* _About this exercise_
Search the records for the string "PricingUpdate", then copy each line where it appears.

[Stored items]
++++++++++++++++++++
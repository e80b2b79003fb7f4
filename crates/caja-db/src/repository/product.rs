//! # Product Repository
//!
//! Database operations for the product catalog and per-branch inventory.
//!
//! ## Two-Table Shape
//! ```text
//! ┌─────────────────────────────────────────────────────────────────────────┐
//! │                  Product vs ProductBranch                               │
//! │                                                                         │
//! │  product            product_branch (per-branch association)            │
//! │  ┌──────────────┐   ┌───────────────────────────────────────────┐      │
//! │  │ id           │◄──│ product_id ┐                              │      │
//! │  │ name         │   │ branch_id  ┴ composite key                │      │
//! │  │ description  │   │ price          ← what THIS branch charges │      │
//! │  │ code         │   │ stock_quantity ← what THIS branch holds   │      │
//! │  └──────────────┘   │ state          ← shelf on/off here        │      │
//! │                     └───────────────────────────────────────────┘      │
//! │                                                                         │
//! │  Creating a product writes BOTH rows in one transaction: an orphan     │
//! │  product with no branch pricing is unsellable and invisible to the     │
//! │  listing join.                                                          │
//! └─────────────────────────────────────────────────────────────────────────┘
//! ```

use sqlx::SqlitePool;
use tracing::debug;

use caja_core::{PricingUpdate, ProductListing, ProductUpdate, RecordState};

use crate::error::{DbError, DbResult};

/// Repository for product database operations.
#[derive(Debug, Clone)]
pub struct ProductRepository {
    pool: SqlitePool,
}

impl ProductRepository {
    /// Creates a new ProductRepository.
    pub fn new(pool: SqlitePool) -> Self {
        ProductRepository { pool }
    }

    /// Creates a product together with its first per-branch row.
    ///
    /// ## Atomicity
    /// Both inserts run in one transaction: if the `product_branch` insert
    /// fails (e.g. the branch does not exist), the product row rolls back
    /// too and the catalog stays orphan-free.
    ///
    /// The new branch row starts at stock 0, state `active`.
    ///
    /// ## Errors
    /// * `DbError::ForeignKeyViolation` - `branch_id` does not exist
    pub async fn create_with_branch(
        &self,
        name: &str,
        description: Option<&str>,
        code: Option<&str>,
        branch_id: i64,
        price: f64,
    ) -> DbResult<ProductListing> {
        debug!(name = %name, branch_id = %branch_id, "Inserting product with branch pricing");

        let mut tx = self.pool.begin().await?;

        let product_id = sqlx::query(
            r#"
            INSERT INTO product (name, description, code)
            VALUES (?1, ?2, ?3)
            "#,
        )
        .bind(name)
        .bind(description)
        .bind(code)
        .execute(&mut *tx)
        .await?
        .last_insert_rowid();

        sqlx::query(
            r#"
            INSERT INTO product_branch (product_id, branch_id, price)
            VALUES (?1, ?2, ?3)
            "#,
        )
        .bind(product_id)
        .bind(branch_id)
        .bind(price)
        .execute(&mut *tx)
        .await?;

        tx.commit().await?;

        self.get_listing(product_id, branch_id)
            .await?
            .ok_or_else(|| DbError::not_found("Product", product_id.to_string()))
    }

    /// Lists every (product, branch) pairing with its pricing and stock.
    ///
    /// One row per product per branch it is stocked in.
    pub async fn list_all(&self) -> DbResult<Vec<ProductListing>> {
        let products = sqlx::query_as::<_, ProductListing>(
            r#"
            SELECT
                product.id,
                product.name,
                product.description,
                product.code,
                product_branch.stock_quantity,
                product_branch.price,
                product_branch.state,
                branch.id AS branch_id,
                branch.name AS branch_name
            FROM product
            JOIN product_branch ON product.id = product_branch.product_id
            JOIN branch ON branch.id = product_branch.branch_id
            ORDER BY product.id, branch.id
            "#,
        )
        .fetch_all(&self.pool)
        .await?;

        Ok(products)
    }

    /// Gets one (product, branch) listing row.
    pub async fn get_listing(
        &self,
        product_id: i64,
        branch_id: i64,
    ) -> DbResult<Option<ProductListing>> {
        let listing = sqlx::query_as::<_, ProductListing>(
            r#"
            SELECT
                product.id,
                product.name,
                product.description,
                product.code,
                product_branch.stock_quantity,
                product_branch.price,
                product_branch.state,
                branch.id AS branch_id,
                branch.name AS branch_name
            FROM product
            JOIN product_branch ON product.id = product_branch.product_id
            JOIN branch ON branch.id = product_branch.branch_id
            WHERE product.id = ?1 AND branch.id = ?2
            "#,
        )
        .bind(product_id)
        .bind(branch_id)
        .fetch_optional(&self.pool)
        .await?;

        Ok(listing)
    }

    /// Partially updates a product's catalog fields (name, description, code).
    ///
    /// ## Errors
    /// * `DbError::NotFound` - No product with this ID
    pub async fn update(&self, id: i64, changes: &ProductUpdate) -> DbResult<()> {
        debug!(id = %id, "Updating product");

        let result = sqlx::query(
            r#"
            UPDATE product SET
                name = COALESCE(?2, name),
                description = COALESCE(?3, description),
                code = COALESCE(?4, code)
            WHERE id = ?1
            "#,
        )
        .bind(id)
        .bind(changes.name.as_deref())
        .bind(changes.description.as_deref())
        .bind(changes.code.as_deref())
        .execute(&self.pool)
        .await?;

        if result.rows_affected() == 0 {
            return Err(DbError::not_found("Product", id.to_string()));
        }

        Ok(())
    }

    /// Updates price and/or stock on one (product, branch) row.
    ///
    /// ## Errors
    /// * `DbError::NotFound` - No such (product, branch) pairing
    pub async fn update_pricing(
        &self,
        product_id: i64,
        branch_id: i64,
        changes: &PricingUpdate,
    ) -> DbResult<()> {
        debug!(product_id = %product_id, branch_id = %branch_id, "Updating branch pricing");

        let result = sqlx::query(
            r#"
            UPDATE product_branch SET
                price = COALESCE(?3, price),
                stock_quantity = COALESCE(?4, stock_quantity)
            WHERE product_id = ?1 AND branch_id = ?2
            "#,
        )
        .bind(product_id)
        .bind(branch_id)
        .bind(changes.price)
        .bind(changes.stock_quantity)
        .execute(&self.pool)
        .await?;

        if result.rows_affected() == 0 {
            return Err(DbError::not_found(
                "ProductBranch",
                format!("{}/{}", product_id, branch_id),
            ));
        }

        Ok(())
    }

    /// Sets the availability state of a product in one branch.
    ///
    /// ## Errors
    /// * `DbError::NotFound` - No such (product, branch) pairing
    pub async fn set_branch_state(
        &self,
        product_id: i64,
        branch_id: i64,
        state: RecordState,
    ) -> DbResult<()> {
        debug!(product_id = %product_id, branch_id = %branch_id, ?state, "Toggling product availability");

        let result = sqlx::query(
            r#"
            UPDATE product_branch SET state = ?3
            WHERE product_id = ?1 AND branch_id = ?2
            "#,
        )
        .bind(product_id)
        .bind(branch_id)
        .bind(state)
        .execute(&self.pool)
        .await?;

        if result.rows_affected() == 0 {
            return Err(DbError::not_found(
                "ProductBranch",
                format!("{}/{}", product_id, branch_id),
            ));
        }

        Ok(())
    }
}

// =============================================================================
// Unit Tests
// =============================================================================

#[cfg(test)]
mod tests {
    use super::*;
    use crate::pool::{Database, DbConfig};

    async fn test_db() -> Database {
        Database::new(DbConfig::in_memory()).await.unwrap()
    }

    async fn seed_branch(db: &Database, name: &str) -> i64 {
        db.branches().create(name, None, None, None).await.unwrap().id
    }

    #[tokio::test]
    async fn test_create_with_branch_starts_at_stock_zero() {
        let db = test_db().await;
        let branch_id = seed_branch(&db, "Sucursal Centro").await;

        let listing = db
            .products()
            .create_with_branch("Coca Cola 500ml", None, Some("7750182000123"), branch_id, 3.5)
            .await
            .unwrap();

        assert_eq!(listing.name, "Coca Cola 500ml");
        assert_eq!(listing.branch_id, branch_id);
        assert_eq!(listing.branch_name, "Sucursal Centro");
        assert_eq!(listing.stock_quantity, 0);
        assert_eq!(listing.price, 3.5);
        assert_eq!(listing.state, RecordState::Active);
    }

    #[tokio::test]
    async fn test_create_with_missing_branch_leaves_no_orphan_product() {
        let db = test_db().await;

        let err = db
            .products()
            .create_with_branch("Pan", None, None, 999, 1.2)
            .await
            .unwrap_err();
        assert!(matches!(err, DbError::ForeignKeyViolation { .. }));

        // The rolled-back product insert must not survive
        let count: i64 = sqlx::query_scalar("SELECT COUNT(*) FROM product")
            .fetch_one(db.pool())
            .await
            .unwrap();
        assert_eq!(count, 0);
    }

    #[tokio::test]
    async fn test_list_all_is_one_row_per_branch_pairing() {
        let db = test_db().await;
        let centro = seed_branch(&db, "Sucursal Centro").await;
        let norte = seed_branch(&db, "Sucursal Norte").await;

        let listing = db
            .products()
            .create_with_branch("Leche 1L", None, None, centro, 4.5)
            .await
            .unwrap();

        // Stock the same product in the second branch at another price
        sqlx::query(
            "INSERT INTO product_branch (product_id, branch_id, price, stock_quantity) \
             VALUES (?1, ?2, 4.8, 12)",
        )
        .bind(listing.id)
        .bind(norte)
        .execute(db.pool())
        .await
        .unwrap();

        let all = db.products().list_all().await.unwrap();
        assert_eq!(all.len(), 2);
        assert_eq!(all[0].branch_id, centro);
        assert_eq!(all[0].price, 4.5);
        assert_eq!(all[1].branch_id, norte);
        assert_eq!(all[1].price, 4.8);
        assert_eq!(all[1].stock_quantity, 12);
    }

    #[tokio::test]
    async fn test_update_pricing_partial() {
        let db = test_db().await;
        let branch_id = seed_branch(&db, "Sucursal Centro").await;
        let listing = db
            .products()
            .create_with_branch("Azucar 1kg", None, None, branch_id, 5.0)
            .await
            .unwrap();

        // Only stock changes; price must survive
        let changes = PricingUpdate {
            price: None,
            stock_quantity: Some(40),
        };
        db.products()
            .update_pricing(listing.id, branch_id, &changes)
            .await
            .unwrap();

        let reread = db
            .products()
            .get_listing(listing.id, branch_id)
            .await
            .unwrap()
            .unwrap();
        assert_eq!(reread.stock_quantity, 40);
        assert_eq!(reread.price, 5.0);
    }

    #[tokio::test]
    async fn test_update_pricing_missing_pairing_is_not_found() {
        let db = test_db().await;

        let err = db
            .products()
            .update_pricing(7, 7, &PricingUpdate::default())
            .await
            .unwrap_err();
        assert!(matches!(err, DbError::NotFound { .. }));
    }

    #[tokio::test]
    async fn test_branch_state_toggle() {
        let db = test_db().await;
        let branch_id = seed_branch(&db, "Sucursal Centro").await;
        let listing = db
            .products()
            .create_with_branch("Arroz 1kg", None, None, branch_id, 4.2)
            .await
            .unwrap();

        db.products()
            .set_branch_state(listing.id, branch_id, RecordState::Disable)
            .await
            .unwrap();

        let reread = db
            .products()
            .get_listing(listing.id, branch_id)
            .await
            .unwrap()
            .unwrap();
        assert_eq!(reread.state, RecordState::Disable);
    }

    #[tokio::test]
    async fn test_update_missing_product_is_not_found() {
        let db = test_db().await;

        let err = db
            .products()
            .update(999, &ProductUpdate::default())
            .await
            .unwrap_err();
        assert!(matches!(err, DbError::NotFound { .. }));
    }
}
++++++++++++++++++++
* _The answer_
use caja_core::{PricingUpdate, ProductListing, ProductUpdate, RecordState};
        changes: &PricingUpdate,
        let changes = PricingUpdate {
            .update_pricing(7, 7, &PricingUpdate::default())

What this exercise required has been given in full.